Our partners were engaging with governments and businesses, helping strengthen local social protection systems and running social and behavioral change campaigns. They were having striking success with these joined-up efforts, and we recognized this would have long-term, sustained impact far beyond the life cycle of our programs. When a law is changed, a legal precedent is set, or a business changes its sourcing practices, the effects are felt by populations far larger than those with whom our partners directly interact. But our impact measurement framework was set up to collect direct impact figures (e.g., numbers of individuals reached by specific services, numbers of people sustainably liberated from modern slavery), and other key proxies (e.g., numbers of media stories, prosecutions, and children returned to school). We had no way of counting the impact on those we couldn’t see. We weren’t measuring our impact on the system.

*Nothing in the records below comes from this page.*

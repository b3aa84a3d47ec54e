use sharkwire_common::{Clock, PiBus};

use crate::{GalPort, LineConfig, Result};

mod line;
mod transmit;

/// Progress of the line bring-up sequence.
#[derive(Copy, Clone, Debug, Eq, PartialEq, Hash, Default)]
pub enum LineState {
    #[default]
    Unconfigured,
    DirectionsSet,
    /// Idle pattern on the pins, ready pulse not raised yet.
    IdleHigh,
    ReadyAsserted,
    /// Back to idle after the ready pulse, waiting for clear-to-send.
    IdleSettled,
    Ready,
    TimedOut,
}

/// Software UART talking to the SharkWire modem through the GAL.
///
/// All bus traffic goes through the owned [`GalPort`]; all waiting goes
/// through the owned [`Clock`]. Nothing here is reentrant.
pub struct Modem<B, C> {
    port: GalPort<B>,
    clock: C,
    config: LineConfig,
    state: LineState,
}

impl<B: PiBus, C: Clock> Modem<B, C> {
    pub fn new(port: GalPort<B>, clock: C, config: LineConfig) -> Self {
        Self {
            port,
            clock,
            config,
            state: LineState::Unconfigured,
        }
    }

    #[inline]
    pub fn state(&self) -> LineState {
        self.state
    }

    pub fn config(&self) -> &LineConfig {
        &self.config
    }

    pub fn port(&self) -> &GalPort<B> {
        &self.port
    }

    pub fn port_mut(&mut self) -> &mut GalPort<B> {
        &mut self.port
    }

    pub fn clock(&self) -> &C {
        &self.clock
    }

    pub fn into_parts(self) -> (GalPort<B>, C) {
        (self.port, self.clock)
    }

    fn enter(&mut self, state: LineState) {
        log::debug!("line {:?} -> {:?}", self.state, state);
        self.state = state;
    }

    fn clear_to_send(&mut self) -> Result<bool> {
        let pins = self.port.read_pins()?;
        Ok(self.config.clear_to_send(pins))
    }

    fn idle(&mut self) -> Result<()> {
        self.port.write_pins(self.config.idle_pattern)
    }
}

#[cfg(test)]
mod tests;
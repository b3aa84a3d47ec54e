use sharkwire_common::PiBus;

use crate::{RegisterBus, Result};

/// High byte of the 24-bit register address that selects the GAL's IO
/// window.
pub const IO_WINDOW: u8 = 0x40;

/// IO registers known to be exposed by the GAL.
///
/// The map comes from community reverse engineering; no other offsets are
/// known to be safe to touch.
#[derive(Copy, Clone, Debug, Eq, PartialEq, Hash)]
#[repr(u16)]
pub enum PortOffset {
    /// Current level of every pin.
    ReadPins = 0x0000,
    /// Moves the GAL to a new base page.
    SetBase = 0x0400,
    /// Pin directions, 1 = output (driven from `WritePins`), 0 = input.
    SetDirections = 0x0600,
    /// Output latch.
    WritePins = 0x0800,
}

impl PortOffset {
    #[inline]
    pub const fn offset(self) -> u16 {
        self as u16
    }

    /// 24-bit register address of this port inside the IO window.
    #[inline]
    pub const fn register(self) -> u32 {
        ((IO_WINDOW as u32) << 16) | self.offset() as u32
    }

    pub const fn from_offset(offset: u16) -> Option<Self> {
        match offset {
            0x0000 => Some(Self::ReadPins),
            0x0400 => Some(Self::SetBase),
            0x0600 => Some(Self::SetDirections),
            0x0800 => Some(Self::WritePins),
            _ => None,
        }
    }
}

/// 16-bit logical port space layered over [`RegisterBus`].
///
/// The GAL latches 32 bits per access, so even 16-bit data goes out as a
/// high/low pair.
pub struct GalPort<B> {
    regs: RegisterBus<B>,
}

impl<B: PiBus> GalPort<B> {
    pub fn new(bus: B, base_page: u8) -> Self {
        Self {
            regs: RegisterBus::new(bus, base_page),
        }
    }

    pub fn read_port(&mut self, port: PortOffset) -> Result<u32> {
        self.regs.read_register(port.register())
    }

    pub fn write_port16(&mut self, port: PortOffset, data_hi: u16, data_lo: u16) -> Result<()> {
        let data = ((data_hi as u32) << 16) | data_lo as u32;
        self.regs.write_register(port.register(), data)
    }

    #[inline]
    pub fn write_port16_same(&mut self, port: PortOffset, data: u16) -> Result<()> {
        self.write_port16(port, data, data)
    }

    /// Relocate the GAL to `base_page`.
    ///
    /// The write must land at the page the GAL currently answers at, so the
    /// context is only updated once it has gone out.
    pub fn set_base_page(&mut self, base_page: u8) -> Result<()> {
        let old = self.regs.base_page();
        self.write_port16_same(PortOffset::SetBase, base_page as u16)?;
        self.regs.set_base_page(base_page);
        log::debug!("GAL base page {old:#04x} -> {base_page:#04x}");
        Ok(())
    }

    #[inline]
    pub fn base_page(&self) -> u8 {
        self.regs.base_page()
    }

    /// Low half of the read-pins register.
    pub fn read_pins(&mut self) -> Result<u16> {
        Ok(self.read_port(PortOffset::ReadPins)? as u16)
    }

    pub fn write_pins(&mut self, pins: u16) -> Result<()> {
        self.write_port16_same(PortOffset::WritePins, pins)
    }

    pub fn set_directions(&mut self, directions: u16) -> Result<()> {
        self.write_port16_same(PortOffset::SetDirections, directions)
    }

    pub fn bus(&self) -> &B {
        self.regs.bus()
    }

    pub fn bus_mut(&mut self) -> &mut B {
        self.regs.bus_mut()
    }

    pub fn into_bus(self) -> B {
        self.regs.into_inner()
    }
}
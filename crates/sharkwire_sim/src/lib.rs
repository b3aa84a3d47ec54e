//! Host-side stand-in for the console, the GameShark GAL and the SharkWire
//! modem, so the driver can run without hardware.

mod bus;
mod clock;
mod gal;
mod peer;

pub use bus::SimBus;
pub use clock::{SimClock, SimTime};
pub use gal::Gal;
pub use peer::{PeerConfig, SimModem};

/// CPU counter rate: half of the 93.75 MHz CPU clock.
pub const TICKS_PER_SECOND: u64 = 46_875_000;

/// Time one PI bus access takes, roughly a microsecond.
pub const PI_ACCESS_TICKS: u64 = 47;

/// Value read back from addresses nothing answers at.
pub const OPEN_BUS: u32 = 0xFFFF_FFFF;

#[inline]
pub(crate) const fn ticks_from_ms(ms: u64) -> u64 {
    ms * TICKS_PER_SECOND / 1_000
}

#[inline]
pub(crate) const fn ticks_from_us(us: u64) -> u64 {
    us * TICKS_PER_SECOND / 1_000_000
}
/// Sink for the single piece of status the modem layer reports.
pub trait StatusDisplay {
    fn show_modem_status(&mut self, initialised: bool);
}
use sharkwire_common::{Clock, PiBus};

use super::Modem;
use crate::{encode_byte, Result};

impl<B: PiBus, C: Clock> Modem<B, C> {
    /// Clock `buffer` out on TX and return how many bytes went out whole.
    ///
    /// Flow control is sampled once before each byte. When the modem is not
    /// clear to send the loop stops there; that is a short count, not an
    /// error. CTS is not re-sampled inside a byte, so a modem that drops it
    /// mid-frame may garble that byte.
    ///
    /// The idle pattern is written back however the loop ends, including
    /// when a fatal bus error cuts it short; that error is still returned.
    pub fn transmit(&mut self, buffer: &[u8]) -> Result<usize> {
        let sent = self.idle().and_then(|()| self.transmit_frames(buffer));
        let restored = self.idle();
        let sent = sent?;
        restored?;

        log::info!("sent {sent} of {} bytes", buffer.len());
        Ok(sent)
    }

    fn transmit_frames(&mut self, buffer: &[u8]) -> Result<usize> {
        let bit_ticks = self.clock.ticks_from_us(self.config.bit_period_us());
        let patterns = self.config.frame_patterns();

        for (sent, &byte) in buffer.iter().enumerate() {
            if !self.clear_to_send()? {
                log::warn!("modem not clear to send, stopping after {sent} bytes");
                return Ok(sent);
            }

            log::debug!("tx {byte:#04x}");
            for word in encode_byte(byte, &patterns) {
                self.port.write_pins(word)?;
                self.clock.wait_ticks(bit_ticks);
            }
        }

        Ok(buffer.len())
    }
}
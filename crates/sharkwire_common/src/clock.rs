/// Monotonic tick source with busy-wait helpers.
///
/// Tick conversions truncate, matching how the target's tick macros behave.
pub trait Clock {
    /// Current value of the monotonic tick counter.
    fn ticks(&self) -> u64;

    fn ticks_per_second(&self) -> u64;

    fn ticks_from_ms(&self, ms: u64) -> u64 {
        ms * self.ticks_per_second() / 1_000
    }

    fn ticks_from_us(&self, us: u64) -> u64 {
        us * self.ticks_per_second() / 1_000_000
    }

    fn ticks_since(&self, start: u64) -> u64 {
        self.ticks().wrapping_sub(start)
    }

    /// Spin until at least `ticks` ticks have elapsed.
    ///
    /// Clocks that do not advance on their own (virtual time) must override
    /// this, otherwise the loop never terminates.
    fn wait_ticks(&mut self, ticks: u64) {
        let start = self.ticks();
        while self.ticks_since(start) < ticks {
            std::hint::spin_loop();
        }
    }

    fn wait_ms(&mut self, ms: u64) {
        let ticks = self.ticks_from_ms(ms);
        self.wait_ticks(ticks);
    }

    fn wait_us(&mut self, us: u64) {
        let ticks = self.ticks_from_us(us);
        self.wait_ticks(ticks);
    }
}
use anyhow::{Context, Result};
use sharkwire_common::{Clock, PiBus, StatusDisplay};
use sharkwire_modem::{GalPort, LineConfig, Modem, DEFAULT_BASE_PAGE, RELOCATED_BASE_PAGE};
use sharkwire_sim::{Gal, PeerConfig, SimBus, SimClock, SimModem, SimTime};

/// Bytes a busy modem accepts when no count is given.
const DEFAULT_BUSY_CAPACITY: usize = 2;

/// What sits on the other end of the simulated cartridge.
#[derive(Copy, Clone, Debug, Eq, PartialEq)]
pub enum Scenario {
    /// Modem answers the handshake and takes everything.
    Ready,
    /// Nothing answers the handshake.
    Absent,
    /// Modem answers but raises CTS after this many bytes.
    Busy(usize),
}

impl Scenario {
    /// Parse `ready`, `absent`, `busy` or `busy:<bytes>`.
    pub fn parse(name: &str) -> Option<Self> {
        match name {
            "ready" | "modem" => Some(Scenario::Ready),
            "absent" | "none" => Some(Scenario::Absent),
            "busy" => Some(Scenario::Busy(DEFAULT_BUSY_CAPACITY)),
            other => other
                .strip_prefix("busy:")
                .and_then(|n| n.parse().ok())
                .map(Scenario::Busy),
        }
    }

    fn peer(self) -> SimModem {
        match self {
            Scenario::Ready => SimModem::default(),
            Scenario::Absent => SimModem::absent(),
            Scenario::Busy(capacity) => {
                SimModem::new(PeerConfig::builder().capacity(Some(capacity)).build())
            }
        }
    }
}

/// Outcome of one bring-up and send.
#[derive(Clone, Debug, Default, Eq, PartialEq)]
pub struct Session {
    pub initialised: bool,
    pub sent: usize,
    /// What the simulated modem decoded off the TX line.
    pub received: Vec<u8>,
}

/// Prints the status line the way the cartridge menu shows it.
pub struct ConsoleStatus;

impl StatusDisplay for ConsoleStatus {
    fn show_modem_status(&mut self, initialised: bool) {
        println!("Modem initialised: {}", if initialised { "yes" } else { "no" });
    }
}

/// Relocate the GAL, bring the line up, report it, and send `command` if
/// the modem answered. Returns whether it answered and how many bytes went
/// out.
pub fn drive<B: PiBus, C: Clock>(
    modem: &mut Modem<B, C>,
    command: &[u8],
    display: &mut impl StatusDisplay,
) -> Result<(bool, usize)> {
    modem
        .port_mut()
        .set_base_page(RELOCATED_BASE_PAGE)
        .context("relocating the GAL")?;

    let initialised = modem.init().context("initialising the modem")?;
    display.show_modem_status(initialised);
    if !initialised {
        return Ok((false, 0));
    }

    let sent = modem.transmit(command).context("sending command")?;
    if sent < command.len() {
        log::warn!("modem stopped accepting after {sent} of {} bytes", command.len());
    }
    Ok((true, sent))
}

/// Run `command` against the simulated cartridge described by `scenario`.
pub fn run(
    scenario: Scenario,
    command: &[u8],
    display: &mut impl StatusDisplay,
) -> Result<Session> {
    log::info!("simulating {scenario:?}");

    let time = SimTime::new();
    let bus = SimBus::new(time.clone(), Gal::new(scenario.peer()));
    let port = GalPort::new(bus, DEFAULT_BASE_PAGE);
    let mut modem = Modem::new(port, SimClock::new(time), LineConfig::default());

    let (initialised, sent) = drive(&mut modem, command, display)?;
    let (port, clock) = modem.into_parts();
    log::debug!("session took {} ticks", clock.ticks());
    let bus = port.into_bus();

    Ok(Session {
        initialised,
        sent,
        received: bus.modem().received().to_vec(),
    })
}

#[cfg(test)]
mod tests;
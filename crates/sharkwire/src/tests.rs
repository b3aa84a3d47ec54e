use sharkwire_common::StatusDisplay;
use sharkwire_modem::{Error, GalPort, LineConfig, Modem};
use sharkwire_sim::{Gal, SimBus, SimClock, SimModem, SimTime};

use super::{drive, run, Scenario};

#[derive(Default)]
struct RecordingDisplay {
    shown: Vec<bool>,
}

impl StatusDisplay for RecordingDisplay {
    fn show_modem_status(&mut self, initialised: bool) {
        self.shown.push(initialised);
    }
}

#[test]
fn scenario_names_parse() {
    assert_eq!(Scenario::parse("ready"), Some(Scenario::Ready));
    assert_eq!(Scenario::parse("absent"), Some(Scenario::Absent));
    assert_eq!(Scenario::parse("busy"), Some(Scenario::Busy(2)));
    assert_eq!(Scenario::parse("busy:7"), Some(Scenario::Busy(7)));
    assert_eq!(Scenario::parse("busy:x"), None);
    assert_eq!(Scenario::parse("gb"), None);
}

#[test]
fn ready_modem_receives_command() {
    let mut display = RecordingDisplay::default();
    let session = run(Scenario::Ready, b"ATZ\r", &mut display).unwrap();

    assert_eq!(display.shown, vec![true]);
    assert!(session.initialised);
    assert_eq!(session.sent, 4);
    assert_eq!(session.received, b"ATZ\r");
}

#[test]
fn absent_modem_reports_no_and_sends_nothing() {
    let mut display = RecordingDisplay::default();
    let session = run(Scenario::Absent, b"ATZ\r", &mut display).unwrap();

    assert_eq!(display.shown, vec![false]);
    assert!(!session.initialised);
    assert_eq!(session.sent, 0);
    assert!(session.received.is_empty());
}

#[test]
fn busy_modem_takes_partial_command() {
    let mut display = RecordingDisplay::default();
    let session = run(Scenario::Busy(3), b"ATDT1\r", &mut display).unwrap();

    assert_eq!(display.shown, vec![true]);
    assert_eq!(session.sent, 3);
    assert_eq!(session.received, b"ATD");
}

#[test]
fn unmapped_cartridge_is_fatal_before_reporting() {
    let time = SimTime::new();
    let bus = SimBus::new(time.clone(), Gal::new(SimModem::default()));
    let mut modem = Modem::new(
        GalPort::new(bus, 0x90),
        SimClock::new(time),
        LineConfig::default(),
    );
    let mut display = RecordingDisplay::default();

    let err = drive(&mut modem, b"ATZ\r", &mut display).unwrap_err();

    assert!(display.shown.is_empty());
    assert_eq!(
        err.downcast_ref::<Error>(),
        Some(&Error::AddressOutOfRange {
            address: 0x9040_0400
        })
    );
}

So we turned to our research team and gave them a challenge: experiment with a framework for measuring “indirect impact.” (We define “indirect impact” as “beneficiaries who do not come into immediate contact with our grassroots partners and program activities, but nevertheless gain from the systems change that our program has contributed towards.”19) We also set a new organizational target of reaching ten million individuals by 2025 by focusing on and measuring our contribution to systems change. This target was driven partly by interest from our board, as well as an observation of the great potential for systems-level shifts in our program areas and our desire to capture it.

Our team began by analyzing various forms of systems change and coming up with a three-level system of categorization: protective environment, resilient communities, and empowered movement. Each of these categories describes a different level of impact, ranging from the broadest population affected by changes like national legislation and public attitudes (“protective environment”) down to the more micro shifts experienced by stronger effectiveness and collaboration between anti-slavery leaders and organizations (“empowered movement”). For each change that we have either observed or are seeking to achieve in our programs, we place it in one of these three categories and, using available data, estimate the size of the population that would benefit. By the end of 2022, we estimated we had indirectly impacted over seven million people.